Task objective:
Pull every line of the entries that has the word "AuditAction".

Extracted data:
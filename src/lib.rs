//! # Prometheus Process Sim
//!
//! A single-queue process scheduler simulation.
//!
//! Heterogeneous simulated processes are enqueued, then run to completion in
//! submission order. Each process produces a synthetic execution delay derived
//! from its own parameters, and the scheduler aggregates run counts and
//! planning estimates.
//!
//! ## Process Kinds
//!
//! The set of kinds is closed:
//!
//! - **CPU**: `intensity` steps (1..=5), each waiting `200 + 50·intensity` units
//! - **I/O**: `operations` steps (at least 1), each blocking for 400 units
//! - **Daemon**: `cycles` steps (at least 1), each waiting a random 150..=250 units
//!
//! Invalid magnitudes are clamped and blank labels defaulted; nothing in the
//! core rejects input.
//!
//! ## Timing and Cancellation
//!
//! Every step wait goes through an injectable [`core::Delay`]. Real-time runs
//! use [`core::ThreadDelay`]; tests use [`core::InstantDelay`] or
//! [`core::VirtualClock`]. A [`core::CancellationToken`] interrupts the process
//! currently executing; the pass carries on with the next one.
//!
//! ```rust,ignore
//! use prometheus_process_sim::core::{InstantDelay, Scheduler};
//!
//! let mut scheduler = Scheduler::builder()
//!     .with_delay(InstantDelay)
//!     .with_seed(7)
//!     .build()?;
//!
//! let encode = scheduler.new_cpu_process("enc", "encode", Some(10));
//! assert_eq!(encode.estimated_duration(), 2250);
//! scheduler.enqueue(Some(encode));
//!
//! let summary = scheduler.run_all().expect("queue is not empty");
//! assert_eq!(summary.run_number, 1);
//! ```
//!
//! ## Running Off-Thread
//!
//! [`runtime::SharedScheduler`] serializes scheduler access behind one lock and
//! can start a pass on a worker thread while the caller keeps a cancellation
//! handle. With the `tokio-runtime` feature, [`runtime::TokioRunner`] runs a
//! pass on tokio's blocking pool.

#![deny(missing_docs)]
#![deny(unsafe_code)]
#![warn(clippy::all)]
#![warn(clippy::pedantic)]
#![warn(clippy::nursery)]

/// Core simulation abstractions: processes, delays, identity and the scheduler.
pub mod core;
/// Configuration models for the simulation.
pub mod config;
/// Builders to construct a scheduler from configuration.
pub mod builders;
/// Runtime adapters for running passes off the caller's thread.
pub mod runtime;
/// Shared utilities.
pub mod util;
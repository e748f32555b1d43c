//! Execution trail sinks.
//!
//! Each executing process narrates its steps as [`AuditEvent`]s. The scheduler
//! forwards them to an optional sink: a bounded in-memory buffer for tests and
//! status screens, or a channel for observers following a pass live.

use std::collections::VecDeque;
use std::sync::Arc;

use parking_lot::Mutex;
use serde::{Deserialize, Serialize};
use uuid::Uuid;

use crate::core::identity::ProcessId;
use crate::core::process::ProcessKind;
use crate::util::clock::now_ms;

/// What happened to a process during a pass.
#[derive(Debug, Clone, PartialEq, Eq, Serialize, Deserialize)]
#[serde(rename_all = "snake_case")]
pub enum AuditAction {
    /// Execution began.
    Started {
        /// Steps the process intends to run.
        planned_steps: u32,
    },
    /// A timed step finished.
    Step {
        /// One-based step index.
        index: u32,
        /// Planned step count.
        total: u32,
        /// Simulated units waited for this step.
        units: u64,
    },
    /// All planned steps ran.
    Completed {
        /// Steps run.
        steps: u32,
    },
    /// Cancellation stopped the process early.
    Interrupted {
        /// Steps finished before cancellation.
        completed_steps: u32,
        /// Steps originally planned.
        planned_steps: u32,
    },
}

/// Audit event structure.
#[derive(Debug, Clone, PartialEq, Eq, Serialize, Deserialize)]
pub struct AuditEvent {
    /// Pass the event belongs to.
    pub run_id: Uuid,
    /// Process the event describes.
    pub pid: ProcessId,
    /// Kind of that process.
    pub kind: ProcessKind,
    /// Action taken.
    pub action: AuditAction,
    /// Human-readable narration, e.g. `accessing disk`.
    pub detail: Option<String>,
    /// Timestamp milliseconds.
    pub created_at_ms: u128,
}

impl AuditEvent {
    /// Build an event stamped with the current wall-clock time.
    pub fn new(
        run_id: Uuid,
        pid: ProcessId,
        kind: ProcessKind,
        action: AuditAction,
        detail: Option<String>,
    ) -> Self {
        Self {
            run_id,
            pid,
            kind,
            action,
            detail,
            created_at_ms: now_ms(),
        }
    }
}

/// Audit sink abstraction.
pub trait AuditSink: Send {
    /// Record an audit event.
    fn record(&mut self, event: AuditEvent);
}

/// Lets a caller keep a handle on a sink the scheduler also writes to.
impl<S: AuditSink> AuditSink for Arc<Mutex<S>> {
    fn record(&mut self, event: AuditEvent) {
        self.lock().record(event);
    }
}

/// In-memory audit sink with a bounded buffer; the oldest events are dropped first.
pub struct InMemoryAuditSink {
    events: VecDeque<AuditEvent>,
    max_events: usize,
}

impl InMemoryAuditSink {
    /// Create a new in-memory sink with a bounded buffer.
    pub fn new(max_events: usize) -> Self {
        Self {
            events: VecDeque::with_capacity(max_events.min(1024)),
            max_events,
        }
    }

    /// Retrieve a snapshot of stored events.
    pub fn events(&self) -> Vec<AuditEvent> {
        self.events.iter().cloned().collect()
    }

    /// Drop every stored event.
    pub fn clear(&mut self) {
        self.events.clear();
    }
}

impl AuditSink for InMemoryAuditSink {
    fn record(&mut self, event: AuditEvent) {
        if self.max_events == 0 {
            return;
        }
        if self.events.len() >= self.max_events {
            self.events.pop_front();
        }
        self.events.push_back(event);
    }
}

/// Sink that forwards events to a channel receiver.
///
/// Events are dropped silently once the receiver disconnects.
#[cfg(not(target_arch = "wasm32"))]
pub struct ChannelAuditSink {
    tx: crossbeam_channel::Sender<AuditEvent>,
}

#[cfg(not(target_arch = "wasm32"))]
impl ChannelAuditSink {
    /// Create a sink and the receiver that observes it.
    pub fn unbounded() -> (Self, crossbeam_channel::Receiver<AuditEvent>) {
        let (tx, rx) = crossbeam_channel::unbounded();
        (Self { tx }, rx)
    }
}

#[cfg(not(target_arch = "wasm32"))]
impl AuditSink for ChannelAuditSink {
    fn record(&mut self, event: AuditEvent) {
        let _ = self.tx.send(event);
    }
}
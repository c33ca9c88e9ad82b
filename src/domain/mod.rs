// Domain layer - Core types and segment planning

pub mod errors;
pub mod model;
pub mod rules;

...

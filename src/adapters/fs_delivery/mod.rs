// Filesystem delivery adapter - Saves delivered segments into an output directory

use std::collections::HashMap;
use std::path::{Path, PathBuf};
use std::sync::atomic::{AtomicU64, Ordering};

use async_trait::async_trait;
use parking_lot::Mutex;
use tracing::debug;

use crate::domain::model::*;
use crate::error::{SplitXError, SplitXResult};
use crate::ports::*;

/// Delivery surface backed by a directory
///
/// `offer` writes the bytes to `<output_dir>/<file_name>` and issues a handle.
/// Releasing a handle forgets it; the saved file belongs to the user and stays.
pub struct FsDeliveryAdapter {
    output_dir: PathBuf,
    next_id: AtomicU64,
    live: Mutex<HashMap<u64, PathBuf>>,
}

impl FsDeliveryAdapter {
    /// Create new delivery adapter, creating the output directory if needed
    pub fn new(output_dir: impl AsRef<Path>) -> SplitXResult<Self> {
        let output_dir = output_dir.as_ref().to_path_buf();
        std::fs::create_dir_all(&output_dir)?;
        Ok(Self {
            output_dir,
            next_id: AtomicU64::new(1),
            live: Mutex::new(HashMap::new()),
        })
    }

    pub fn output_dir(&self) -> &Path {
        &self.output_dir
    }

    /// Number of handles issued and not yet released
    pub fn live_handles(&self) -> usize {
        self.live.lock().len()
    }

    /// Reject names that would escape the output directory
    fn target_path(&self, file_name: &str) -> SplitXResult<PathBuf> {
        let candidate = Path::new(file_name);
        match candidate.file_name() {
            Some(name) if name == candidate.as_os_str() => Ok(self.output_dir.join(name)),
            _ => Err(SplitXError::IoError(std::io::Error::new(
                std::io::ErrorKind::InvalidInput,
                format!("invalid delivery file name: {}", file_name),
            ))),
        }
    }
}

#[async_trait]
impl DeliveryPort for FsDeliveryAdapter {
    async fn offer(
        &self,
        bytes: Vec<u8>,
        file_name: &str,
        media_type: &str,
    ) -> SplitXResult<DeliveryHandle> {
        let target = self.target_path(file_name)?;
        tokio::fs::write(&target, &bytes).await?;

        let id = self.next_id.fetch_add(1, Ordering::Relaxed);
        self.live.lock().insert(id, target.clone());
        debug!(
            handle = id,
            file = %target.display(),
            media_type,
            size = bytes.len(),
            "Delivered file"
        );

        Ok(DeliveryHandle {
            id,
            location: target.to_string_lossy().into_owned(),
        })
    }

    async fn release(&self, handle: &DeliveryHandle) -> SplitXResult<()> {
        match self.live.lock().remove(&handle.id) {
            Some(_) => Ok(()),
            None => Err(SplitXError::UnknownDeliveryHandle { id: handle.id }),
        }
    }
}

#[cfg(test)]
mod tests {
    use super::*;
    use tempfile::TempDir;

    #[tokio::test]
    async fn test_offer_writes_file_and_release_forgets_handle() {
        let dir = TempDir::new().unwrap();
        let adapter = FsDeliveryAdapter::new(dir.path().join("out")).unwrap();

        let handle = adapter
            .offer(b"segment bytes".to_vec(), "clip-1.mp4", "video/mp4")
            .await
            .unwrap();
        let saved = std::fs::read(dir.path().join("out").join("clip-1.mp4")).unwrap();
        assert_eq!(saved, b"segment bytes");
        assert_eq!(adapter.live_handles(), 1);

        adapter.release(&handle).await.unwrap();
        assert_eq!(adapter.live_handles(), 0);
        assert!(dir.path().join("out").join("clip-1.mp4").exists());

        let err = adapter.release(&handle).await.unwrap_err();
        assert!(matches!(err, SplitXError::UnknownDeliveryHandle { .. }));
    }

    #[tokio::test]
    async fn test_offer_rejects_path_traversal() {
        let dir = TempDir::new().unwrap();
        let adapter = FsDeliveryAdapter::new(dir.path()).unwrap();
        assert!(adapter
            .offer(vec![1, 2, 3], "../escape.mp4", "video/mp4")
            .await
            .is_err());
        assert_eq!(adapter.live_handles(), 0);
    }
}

---

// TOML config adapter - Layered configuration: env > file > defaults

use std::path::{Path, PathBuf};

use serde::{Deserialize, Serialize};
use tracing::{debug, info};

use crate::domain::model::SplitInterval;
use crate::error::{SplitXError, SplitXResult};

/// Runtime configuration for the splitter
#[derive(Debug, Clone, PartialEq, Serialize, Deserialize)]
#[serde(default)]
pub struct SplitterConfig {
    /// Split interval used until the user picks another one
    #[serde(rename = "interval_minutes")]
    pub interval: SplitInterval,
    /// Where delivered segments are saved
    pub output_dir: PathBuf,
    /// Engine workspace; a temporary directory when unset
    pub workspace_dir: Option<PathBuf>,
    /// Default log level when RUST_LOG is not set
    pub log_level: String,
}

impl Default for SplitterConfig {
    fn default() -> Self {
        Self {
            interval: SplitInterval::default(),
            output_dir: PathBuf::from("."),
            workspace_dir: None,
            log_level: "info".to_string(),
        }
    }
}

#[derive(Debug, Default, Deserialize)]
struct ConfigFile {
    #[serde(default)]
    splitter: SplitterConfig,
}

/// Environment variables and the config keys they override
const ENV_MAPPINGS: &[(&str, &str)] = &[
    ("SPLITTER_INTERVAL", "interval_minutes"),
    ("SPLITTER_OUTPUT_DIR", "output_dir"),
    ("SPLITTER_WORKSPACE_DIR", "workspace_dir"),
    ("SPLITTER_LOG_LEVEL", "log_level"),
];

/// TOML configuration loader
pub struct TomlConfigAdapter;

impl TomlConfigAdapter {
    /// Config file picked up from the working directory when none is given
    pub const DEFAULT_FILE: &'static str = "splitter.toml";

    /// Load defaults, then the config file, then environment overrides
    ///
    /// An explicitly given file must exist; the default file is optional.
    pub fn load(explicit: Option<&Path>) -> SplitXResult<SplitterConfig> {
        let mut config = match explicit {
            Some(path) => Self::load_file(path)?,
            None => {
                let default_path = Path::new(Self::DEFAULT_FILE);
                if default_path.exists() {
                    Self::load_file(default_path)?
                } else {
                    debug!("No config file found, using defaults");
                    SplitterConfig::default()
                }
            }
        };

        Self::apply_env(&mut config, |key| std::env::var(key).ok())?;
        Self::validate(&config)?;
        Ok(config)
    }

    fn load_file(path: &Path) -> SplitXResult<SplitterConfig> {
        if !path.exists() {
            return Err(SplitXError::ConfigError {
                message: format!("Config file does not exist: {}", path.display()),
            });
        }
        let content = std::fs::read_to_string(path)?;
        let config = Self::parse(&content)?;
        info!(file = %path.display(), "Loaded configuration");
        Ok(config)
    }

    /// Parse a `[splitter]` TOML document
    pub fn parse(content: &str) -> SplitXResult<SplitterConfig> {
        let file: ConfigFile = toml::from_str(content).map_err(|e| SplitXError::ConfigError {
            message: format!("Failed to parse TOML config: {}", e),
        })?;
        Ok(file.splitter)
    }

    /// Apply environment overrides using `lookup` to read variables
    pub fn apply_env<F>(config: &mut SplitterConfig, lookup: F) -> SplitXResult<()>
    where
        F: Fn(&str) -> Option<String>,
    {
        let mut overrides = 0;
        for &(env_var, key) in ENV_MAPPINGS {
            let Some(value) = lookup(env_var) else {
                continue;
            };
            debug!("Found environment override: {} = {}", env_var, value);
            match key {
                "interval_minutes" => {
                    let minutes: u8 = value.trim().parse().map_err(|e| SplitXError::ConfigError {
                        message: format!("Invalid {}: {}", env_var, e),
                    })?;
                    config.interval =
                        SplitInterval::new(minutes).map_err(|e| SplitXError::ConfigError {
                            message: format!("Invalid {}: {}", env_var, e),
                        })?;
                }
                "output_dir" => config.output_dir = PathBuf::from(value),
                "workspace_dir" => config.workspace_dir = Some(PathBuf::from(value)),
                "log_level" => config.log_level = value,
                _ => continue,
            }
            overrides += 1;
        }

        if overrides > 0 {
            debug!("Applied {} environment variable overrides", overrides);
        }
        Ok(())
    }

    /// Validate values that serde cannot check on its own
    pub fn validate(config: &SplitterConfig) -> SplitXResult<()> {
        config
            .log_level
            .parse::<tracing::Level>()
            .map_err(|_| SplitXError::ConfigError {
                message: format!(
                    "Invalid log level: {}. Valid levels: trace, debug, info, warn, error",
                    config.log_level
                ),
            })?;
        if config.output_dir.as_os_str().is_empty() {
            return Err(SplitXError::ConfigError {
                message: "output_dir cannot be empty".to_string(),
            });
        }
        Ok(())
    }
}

Response:
pub enum AuditAction {
    pub action: AuditAction,
        action: AuditAction,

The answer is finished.